- Exercise goal:
Which lines of the records below contain the word "copied"? Copy each of them out.

::: Material provided :::

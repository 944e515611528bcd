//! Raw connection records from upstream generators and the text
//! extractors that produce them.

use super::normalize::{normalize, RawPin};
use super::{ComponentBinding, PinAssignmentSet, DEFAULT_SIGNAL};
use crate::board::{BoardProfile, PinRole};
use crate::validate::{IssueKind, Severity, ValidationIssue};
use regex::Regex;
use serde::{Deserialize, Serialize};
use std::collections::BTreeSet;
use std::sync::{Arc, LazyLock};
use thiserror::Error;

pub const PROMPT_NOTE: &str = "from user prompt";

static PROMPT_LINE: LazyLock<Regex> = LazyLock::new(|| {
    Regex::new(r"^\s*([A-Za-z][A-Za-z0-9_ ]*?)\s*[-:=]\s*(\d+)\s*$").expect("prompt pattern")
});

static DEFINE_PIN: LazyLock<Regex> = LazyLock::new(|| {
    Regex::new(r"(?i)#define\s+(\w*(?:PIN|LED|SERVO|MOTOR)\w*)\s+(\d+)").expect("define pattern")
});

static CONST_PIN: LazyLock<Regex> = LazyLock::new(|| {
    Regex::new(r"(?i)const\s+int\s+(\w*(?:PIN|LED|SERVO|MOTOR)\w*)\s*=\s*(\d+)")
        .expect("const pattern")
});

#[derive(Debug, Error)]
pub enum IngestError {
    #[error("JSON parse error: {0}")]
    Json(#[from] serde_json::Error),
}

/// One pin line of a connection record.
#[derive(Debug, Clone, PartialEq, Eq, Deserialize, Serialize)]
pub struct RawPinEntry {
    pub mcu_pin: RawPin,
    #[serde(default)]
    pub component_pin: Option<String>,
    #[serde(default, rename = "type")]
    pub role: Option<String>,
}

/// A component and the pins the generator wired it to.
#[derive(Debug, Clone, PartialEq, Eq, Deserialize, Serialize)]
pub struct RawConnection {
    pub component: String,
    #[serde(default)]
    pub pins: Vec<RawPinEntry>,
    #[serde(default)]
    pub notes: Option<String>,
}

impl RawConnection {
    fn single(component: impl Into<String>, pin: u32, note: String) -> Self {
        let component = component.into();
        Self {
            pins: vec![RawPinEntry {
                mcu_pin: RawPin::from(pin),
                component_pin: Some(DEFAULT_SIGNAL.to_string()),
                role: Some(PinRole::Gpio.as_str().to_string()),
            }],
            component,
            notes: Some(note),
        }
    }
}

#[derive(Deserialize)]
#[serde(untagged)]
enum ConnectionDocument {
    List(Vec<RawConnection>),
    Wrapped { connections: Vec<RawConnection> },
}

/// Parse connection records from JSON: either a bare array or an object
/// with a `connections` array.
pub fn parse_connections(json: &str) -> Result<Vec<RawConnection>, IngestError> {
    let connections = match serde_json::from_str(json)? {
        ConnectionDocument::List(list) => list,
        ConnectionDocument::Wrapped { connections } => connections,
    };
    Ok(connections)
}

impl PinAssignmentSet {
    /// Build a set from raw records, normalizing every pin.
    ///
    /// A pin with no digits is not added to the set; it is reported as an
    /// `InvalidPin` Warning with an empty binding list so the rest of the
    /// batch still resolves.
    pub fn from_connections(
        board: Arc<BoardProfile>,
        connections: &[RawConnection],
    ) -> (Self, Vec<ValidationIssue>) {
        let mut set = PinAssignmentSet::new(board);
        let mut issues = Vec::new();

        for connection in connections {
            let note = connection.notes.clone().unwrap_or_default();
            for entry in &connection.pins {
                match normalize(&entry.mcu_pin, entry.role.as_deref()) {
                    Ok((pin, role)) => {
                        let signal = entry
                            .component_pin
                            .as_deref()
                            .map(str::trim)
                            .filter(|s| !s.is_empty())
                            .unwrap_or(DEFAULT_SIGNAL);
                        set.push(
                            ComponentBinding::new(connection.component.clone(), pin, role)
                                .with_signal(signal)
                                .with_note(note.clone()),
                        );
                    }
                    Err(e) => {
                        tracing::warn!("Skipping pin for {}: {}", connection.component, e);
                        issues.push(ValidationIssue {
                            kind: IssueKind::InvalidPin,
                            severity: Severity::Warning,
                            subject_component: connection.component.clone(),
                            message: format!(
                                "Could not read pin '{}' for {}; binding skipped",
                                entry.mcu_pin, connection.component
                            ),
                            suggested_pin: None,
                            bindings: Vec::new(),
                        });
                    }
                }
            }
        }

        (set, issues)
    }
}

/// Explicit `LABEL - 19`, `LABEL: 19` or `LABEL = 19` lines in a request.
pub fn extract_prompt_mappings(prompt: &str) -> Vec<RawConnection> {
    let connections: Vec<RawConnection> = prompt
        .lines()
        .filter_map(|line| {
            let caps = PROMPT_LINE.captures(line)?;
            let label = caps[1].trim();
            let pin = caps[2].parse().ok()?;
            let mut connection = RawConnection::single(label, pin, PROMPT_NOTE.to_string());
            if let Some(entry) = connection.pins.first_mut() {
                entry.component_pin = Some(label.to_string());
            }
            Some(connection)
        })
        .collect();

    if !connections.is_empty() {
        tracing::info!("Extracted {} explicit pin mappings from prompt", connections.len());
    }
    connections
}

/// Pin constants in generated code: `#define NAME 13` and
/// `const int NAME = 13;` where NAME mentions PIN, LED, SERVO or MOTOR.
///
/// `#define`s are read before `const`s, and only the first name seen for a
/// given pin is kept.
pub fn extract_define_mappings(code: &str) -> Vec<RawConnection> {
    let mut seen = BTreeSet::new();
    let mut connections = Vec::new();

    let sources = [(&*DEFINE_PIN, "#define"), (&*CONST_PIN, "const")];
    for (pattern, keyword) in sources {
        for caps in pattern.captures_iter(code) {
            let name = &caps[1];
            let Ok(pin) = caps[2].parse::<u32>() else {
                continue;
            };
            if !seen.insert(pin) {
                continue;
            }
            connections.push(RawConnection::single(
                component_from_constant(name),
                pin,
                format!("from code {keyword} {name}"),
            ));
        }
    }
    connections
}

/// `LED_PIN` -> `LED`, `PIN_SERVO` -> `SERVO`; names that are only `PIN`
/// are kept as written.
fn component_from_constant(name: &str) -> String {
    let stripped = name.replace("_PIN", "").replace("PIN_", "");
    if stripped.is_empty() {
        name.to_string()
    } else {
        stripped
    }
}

:::
::: Material provided :::

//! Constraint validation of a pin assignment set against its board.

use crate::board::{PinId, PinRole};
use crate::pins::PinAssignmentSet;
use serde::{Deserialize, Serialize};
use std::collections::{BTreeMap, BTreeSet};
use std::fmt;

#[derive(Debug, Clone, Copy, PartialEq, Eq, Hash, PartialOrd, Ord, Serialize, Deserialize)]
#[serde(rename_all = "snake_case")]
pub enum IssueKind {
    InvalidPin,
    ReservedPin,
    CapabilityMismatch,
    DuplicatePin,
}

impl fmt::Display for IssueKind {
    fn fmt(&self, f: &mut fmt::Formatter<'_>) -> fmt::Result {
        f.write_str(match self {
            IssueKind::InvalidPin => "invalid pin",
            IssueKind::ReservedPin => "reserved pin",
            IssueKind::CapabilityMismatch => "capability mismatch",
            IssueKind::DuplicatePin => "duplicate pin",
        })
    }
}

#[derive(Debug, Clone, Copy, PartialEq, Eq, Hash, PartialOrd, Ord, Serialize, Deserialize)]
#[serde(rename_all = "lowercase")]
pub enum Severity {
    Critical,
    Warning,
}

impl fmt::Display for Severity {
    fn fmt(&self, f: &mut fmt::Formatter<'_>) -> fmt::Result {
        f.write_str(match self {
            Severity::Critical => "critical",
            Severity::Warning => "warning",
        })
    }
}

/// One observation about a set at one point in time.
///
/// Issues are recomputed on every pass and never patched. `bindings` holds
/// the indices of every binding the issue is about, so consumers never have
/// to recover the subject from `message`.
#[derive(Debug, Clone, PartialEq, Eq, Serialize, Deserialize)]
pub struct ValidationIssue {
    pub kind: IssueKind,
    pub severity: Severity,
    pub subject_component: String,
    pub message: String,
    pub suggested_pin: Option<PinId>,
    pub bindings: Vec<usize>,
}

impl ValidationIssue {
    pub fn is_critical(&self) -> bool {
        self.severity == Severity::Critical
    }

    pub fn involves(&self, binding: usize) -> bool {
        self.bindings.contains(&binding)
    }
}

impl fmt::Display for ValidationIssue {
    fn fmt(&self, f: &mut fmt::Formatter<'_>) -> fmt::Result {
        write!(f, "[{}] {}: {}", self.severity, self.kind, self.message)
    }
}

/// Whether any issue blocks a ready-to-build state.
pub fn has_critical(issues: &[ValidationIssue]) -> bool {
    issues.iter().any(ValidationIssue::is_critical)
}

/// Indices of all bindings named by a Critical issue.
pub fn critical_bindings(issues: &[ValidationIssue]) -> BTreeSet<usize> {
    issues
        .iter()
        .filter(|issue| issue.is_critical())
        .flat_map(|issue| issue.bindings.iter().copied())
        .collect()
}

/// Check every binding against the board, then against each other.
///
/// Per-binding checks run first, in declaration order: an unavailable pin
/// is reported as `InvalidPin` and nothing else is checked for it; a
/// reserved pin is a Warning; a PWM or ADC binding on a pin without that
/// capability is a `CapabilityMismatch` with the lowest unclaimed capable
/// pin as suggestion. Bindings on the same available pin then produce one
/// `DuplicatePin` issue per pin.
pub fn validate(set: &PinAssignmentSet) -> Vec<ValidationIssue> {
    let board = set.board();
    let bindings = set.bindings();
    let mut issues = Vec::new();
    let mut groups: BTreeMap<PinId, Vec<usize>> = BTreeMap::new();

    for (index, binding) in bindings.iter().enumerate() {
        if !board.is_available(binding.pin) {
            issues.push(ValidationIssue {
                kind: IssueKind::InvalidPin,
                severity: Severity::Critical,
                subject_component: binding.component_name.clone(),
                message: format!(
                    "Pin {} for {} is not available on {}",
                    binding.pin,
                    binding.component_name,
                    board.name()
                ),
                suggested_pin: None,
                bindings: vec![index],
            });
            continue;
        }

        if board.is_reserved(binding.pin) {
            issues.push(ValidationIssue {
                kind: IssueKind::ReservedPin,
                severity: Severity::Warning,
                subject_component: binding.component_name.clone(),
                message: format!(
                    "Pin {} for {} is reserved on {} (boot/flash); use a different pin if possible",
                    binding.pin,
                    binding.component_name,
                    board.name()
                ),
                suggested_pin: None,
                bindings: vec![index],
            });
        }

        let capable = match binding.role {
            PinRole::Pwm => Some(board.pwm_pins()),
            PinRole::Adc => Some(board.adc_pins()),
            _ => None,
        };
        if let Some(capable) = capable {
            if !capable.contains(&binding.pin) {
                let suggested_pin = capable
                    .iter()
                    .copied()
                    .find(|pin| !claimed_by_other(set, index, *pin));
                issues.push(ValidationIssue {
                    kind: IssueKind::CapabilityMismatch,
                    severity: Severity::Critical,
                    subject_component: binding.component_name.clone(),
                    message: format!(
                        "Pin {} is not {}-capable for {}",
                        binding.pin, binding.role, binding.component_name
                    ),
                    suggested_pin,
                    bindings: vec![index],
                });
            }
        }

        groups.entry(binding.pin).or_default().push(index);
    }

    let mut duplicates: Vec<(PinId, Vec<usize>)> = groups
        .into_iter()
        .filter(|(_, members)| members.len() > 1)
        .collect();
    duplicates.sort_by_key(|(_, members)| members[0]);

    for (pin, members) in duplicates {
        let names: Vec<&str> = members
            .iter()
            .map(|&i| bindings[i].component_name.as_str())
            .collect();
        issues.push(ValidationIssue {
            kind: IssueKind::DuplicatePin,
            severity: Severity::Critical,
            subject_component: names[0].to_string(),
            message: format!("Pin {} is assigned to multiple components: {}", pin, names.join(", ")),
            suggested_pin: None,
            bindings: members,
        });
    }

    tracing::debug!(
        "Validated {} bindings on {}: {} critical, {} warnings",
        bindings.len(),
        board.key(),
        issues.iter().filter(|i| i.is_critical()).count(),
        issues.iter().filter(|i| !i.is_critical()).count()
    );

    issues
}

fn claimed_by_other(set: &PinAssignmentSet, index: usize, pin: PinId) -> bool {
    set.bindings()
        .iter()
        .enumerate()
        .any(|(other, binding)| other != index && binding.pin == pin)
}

:::

- Task solution:
        .flat_map(|issue| issue.bindings.iter().copied())
                    .copied()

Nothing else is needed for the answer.